A top Welsh climate scientist has warned that recent storms and floods in the UK offer a foretaste of global warming. Professor Neil Glasser, one of the founders of the Climate Change Consortium of Wales, has said that computer models indicate that extreme weather such as that experienced by the UK of late will happen more often.
As reported by Wales Online, Aberystwyth University academic Professor Glasser said: “We’ve always had wet winters, but we’ve never had a run of winters like this - where it seems to have rained constantly with the high winds and so on.” He also said: “The most recent reports show that 99% of all climate scientists believe climate change is happening now. For me the inescapable conclusion is ‘Yes’. “You can’t necessarily say this run of bad weather is attributable to climate change, but this is precisely what the climate models show under climate change - that extreme events get more frequent.”
After the release of the latest report from the Intergovernmental Panel on Climate Change (IPCC), Lord Nicholas Stern, one of the UK’s most influential climate change experts, said the evidence was now conclusive. He said: “Four of the five wettest years recorded in the UK have occurred from the year 2000 onwards.
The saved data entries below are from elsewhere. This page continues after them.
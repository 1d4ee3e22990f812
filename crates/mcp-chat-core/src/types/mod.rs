//! Core types shared by the selector, the driver and the providers

mod message;
mod tool;

pub use message::{ChatMessage, ContentBlock, MessageContent, MessageRole};
pub use tool::{
    LocalTool, ToolCall, ToolChoice, ToolDescriptor, ToolOutput, ToolResult, ToolRoute, ToolSpec,
};
//! Configuration
//!
//! - `FileConfigProvider`: optional YAML file
//! - `ChatConfig`: the resolved settings for one session

mod error;
mod file;
mod chat;

pub use error::{ConfigError, ConfigResult};
pub use file::{ChatSettings, ConfigFile, FileConfigProvider, LlmSettings, ServerSettings};
pub use chat::{
    ChatConfig, ServerTarget, DEFAULT_API_BASE, DEFAULT_MAX_STEPS, DEFAULT_MAX_TOKENS,
    DEFAULT_MODEL, DEFAULT_STDIO_SETTLE_DELAY,
};
//! Chat message types

use serde::{Deserialize, Serialize};

use super::tool::{ToolCall, ToolResult};

/// Message role in a conversation
#[derive(Debug, Clone, Copy, PartialEq, Eq, Serialize, Deserialize)]
#[serde(rename_all = "lowercase")]
pub enum MessageRole {
    User,
    Assistant,
}

impl std::fmt::Display for MessageRole {
    fn fmt(&self, f: &mut std::fmt::Formatter<'_>) -> std::fmt::Result {
        match self {
            MessageRole::User => write!(f, "user"),
            MessageRole::Assistant => write!(f, "assistant"),
        }
    }
}

/// A chat message for LLM requests
#[derive(Debug, Clone, PartialEq, Serialize, Deserialize)]
pub struct ChatMessage {
    /// The role of the message sender
    pub role: MessageRole,
    /// The content of the message (string or content blocks)
    pub content: MessageContent,
}

impl ChatMessage {
    /// Create a user message
    pub fn user(content: impl Into<String>) -> Self {
        Self {
            role: MessageRole::User,
            content: MessageContent::Text(content.into()),
        }
    }

    /// Create an assistant message
    pub fn assistant(content: impl Into<String>) -> Self {
        Self {
            role: MessageRole::Assistant,
            content: MessageContent::Text(content.into()),
        }
    }

    /// Create a message with structured content blocks
    pub fn with_blocks(role: MessageRole, blocks: Vec<ContentBlock>) -> Self {
        Self {
            role,
            content: MessageContent::Blocks(blocks),
        }
    }

    /// Assistant message recording a single tool invocation
    pub fn tool_use(call: &ToolCall) -> Self {
        Self::with_blocks(MessageRole::Assistant, vec![ContentBlock::from(call.clone())])
    }

    /// User message carrying the result of a tool invocation
    pub fn tool_result(result: ToolResult) -> Self {
        Self::with_blocks(MessageRole::User, vec![result.into_block()])
    }

    /// Get the text content if this is a simple text message
    pub fn text(&self) -> Option<&str> {
        match &self.content {
            MessageContent::Text(s) => Some(s),
            MessageContent::Blocks(_) => None,
        }
    }

    /// Content blocks of this message (empty for plain text)
    pub fn blocks(&self) -> &[ContentBlock] {
        match &self.content {
            MessageContent::Text(_) => &[],
            MessageContent::Blocks(blocks) => blocks,
        }
    }
}

/// Message content - either simple text or content blocks
#[derive(Debug, Clone, PartialEq, Serialize, Deserialize)]
#[serde(untagged)]
pub enum MessageContent {
    /// Simple text content
    Text(String),
    /// Structured content blocks
    Blocks(Vec<ContentBlock>),
}

impl From<String> for MessageContent {
    fn from(s: String) -> Self {
        MessageContent::Text(s)
    }
}

impl From<&str> for MessageContent {
    fn from(s: &str) -> Self {
        MessageContent::Text(s.to_string())
    }
}

impl From<Vec<ContentBlock>> for MessageContent {
    fn from(blocks: Vec<ContentBlock>) -> Self {
        MessageContent::Blocks(blocks)
    }
}

/// One unit of message content, in the Messages API wire format
#[derive(Debug, Clone, PartialEq, Serialize, Deserialize)]
#[serde(tag = "type", rename_all = "snake_case")]
pub enum ContentBlock {
    /// Free text
    Text {
        text: String,
    },
    /// Tool use (assistant calling a tool)
    ToolUse {
        id: String,
        name: String,
        input: serde_json::Value,
    },
    /// Tool result (returning tool output)
    ToolResult {
        tool_use_id: String,
        content: String,
        #[serde(default, skip_serializing_if = "std::ops::Not::not")]
        is_error: bool,
    },
    /// Any block type this client does not understand (thinking, etc.)
    #[serde(other)]
    Unknown,
}

impl ContentBlock {
    /// Create a text block
    pub fn text(text: impl Into<String>) -> Self {
        ContentBlock::Text { text: text.into() }
    }

    /// Create a tool use block
    pub fn tool_use(id: impl Into<String>, name: impl Into<String>, input: serde_json::Value) -> Self {
        ContentBlock::ToolUse {
            id: id.into(),
            name: name.into(),
            input,
        }
    }

    /// Check if this is a text block
    pub fn is_text(&self) -> bool {
        matches!(self, ContentBlock::Text { .. })
    }

    /// Check if this is a tool use block
    pub fn is_tool_use(&self) -> bool {
        matches!(self, ContentBlock::ToolUse { .. })
    }

    /// Get the text if this is a text block
    pub fn as_text(&self) -> Option<&str> {
        match self {
            ContentBlock::Text { text } => Some(text),
            _ => None,
        }
    }
}

impl From<ToolCall> for ContentBlock {
    fn from(call: ToolCall) -> Self {
        ContentBlock::ToolUse {
            id: call.id,
            name: call.name,
            input: call.input,
        }
    }
}

#[cfg(test)]
mod tests {
    use super::*;
    use serde_json::json;

    #[test]
    fn test_chat_message_creation() {
        let user = ChatMessage::user("Hello");
        assert_eq!(user.role, MessageRole::User);
        assert_eq!(user.text(), Some("Hello"));
        assert!(user.blocks().is_empty());

        let asst = ChatMessage::assistant("Hi there!");
        assert_eq!(asst.role, MessageRole::Assistant);
    }

    #[test]
    fn test_message_serialization() {
        let msg = ChatMessage::user("Hello");
        let json = serde_json::to_string(&msg).unwrap();
        assert!(json.contains("\"role\":\"user\""));
        assert!(json.contains("\"content\":\"Hello\""));
    }

    #[test]
    fn test_tool_messages_wire_format() {
        let call = ToolCall::new("toolu_1", "set", json!({"key": "k", "value": "5"}));
        let msg = ChatMessage::tool_use(&call);
        assert_eq!(
            serde_json::to_value(&msg).unwrap(),
            json!({
                "role": "assistant",
                "content": [{"type": "tool_use", "id": "toolu_1", "name": "set", "input": {"key": "k", "value": "5"}}]
            })
        );

        let msg = ChatMessage::tool_result(ToolResult::success("toolu_1", "OK"));
        assert_eq!(
            serde_json::to_value(&msg).unwrap(),
            json!({
                "role": "user",
                "content": [{"type": "tool_result", "tool_use_id": "toolu_1", "content": "OK"}]
            })
        );
    }

    #[test]
    fn test_unknown_block_type_is_tolerated() {
        let blocks: Vec<ContentBlock> = serde_json::from_value(json!([
            {"type": "thinking", "thinking": "hmm", "signature": "abc"},
            {"type": "text", "text": "hi"}
        ]))
        .unwrap();
        assert_eq!(blocks[0], ContentBlock::Unknown);
        assert_eq!(blocks[1].as_text(), Some("hi"));
    }

    #[test]
    fn test_block_accessors() {
        let block = ContentBlock::tool_use("id1", "get", json!({"key": "a"}));
        assert!(block.is_tool_use());
        assert!(!block.is_text());
        assert_eq!(block.as_text(), None);
        assert_eq!(ContentBlock::text("x").as_text(), Some("x"));
    }
}
//! Conversation error types

use thiserror::Error;

use crate::mcp::McpError;
use crate::providers::ProviderError;

/// Failures that abort a single query
#[derive(Error, Debug)]
pub enum ConversationError {
    /// The model call failed
    #[error("LLM request failed: {0}")]
    Provider(#[from] ProviderError),

    /// A tool invocation failed at the transport or protocol level
    #[error("Tool invocation failed: {0}")]
    Tool(#[from] McpError),
}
Over that same period, we have also had the seven warmest years. That is not a coincidence.
There is an increasing body of evidence that extreme daily rainfall rates are becoming more intense, in line with what is expected from fundamental physics. “A warmer atmosphere holds more water. Add to this the increase in sea level, particularly along the English Channel, which is making storm surges bigger, and it is clear why the risk of flooding in the UK is rising."
Extreme weather is also occurring all around the world including record breaking heat and resultant bushfires in Australia. In November warm surface waters in the north-west Pacific helped to create a super-storm known as Typhoon Haiyan, which was the strongest tropical cyclone to make landfall anywhere in the world. The storm killed more than 5,700 people in the Philippines. Argentina had one of its worst heatwaves in late December, while parts of Brazil were struck by floods and landslides following record rainfall.
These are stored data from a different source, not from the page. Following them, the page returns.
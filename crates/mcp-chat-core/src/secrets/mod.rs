//! Secret lookup abstractions
//!
//! - `SecretStore` trait for read-only lookups
//! - `EnvSecretStore` for the process environment
//! - `MemorySecretStore` for tests

mod traits;
mod env_store;
mod memory_store;

pub use traits::SecretStore;
pub use env_store::EnvSecretStore;
pub use memory_store::MemorySecretStore;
“This is a pattern of global change that it would be very unwise to ignore" Glasser said, and he predicted that the situation will get far worse if carbon emissions are not brought under control now. As he explained in the Guardian newspaper: “If we do not cut emissions, we face even more devastating consequences, as unchecked they could raise global average temperature to 4C or more above pre-industrial levels by the end of the century. This is twice the internationally agreed upon upper threshold limit of 2C “The shift to such a world could cause mass migrations of hundreds of millions of people away from the worst-affected areas. That would lead to conflict and war, not peace and prosperity,” Glasser said.
Glasser indicated that if we are to make progress on efforts to stave off the worst impacts of climate change we will progress will require investment and policies that address the real prices of energy and the emissions from fossil fuels in particular.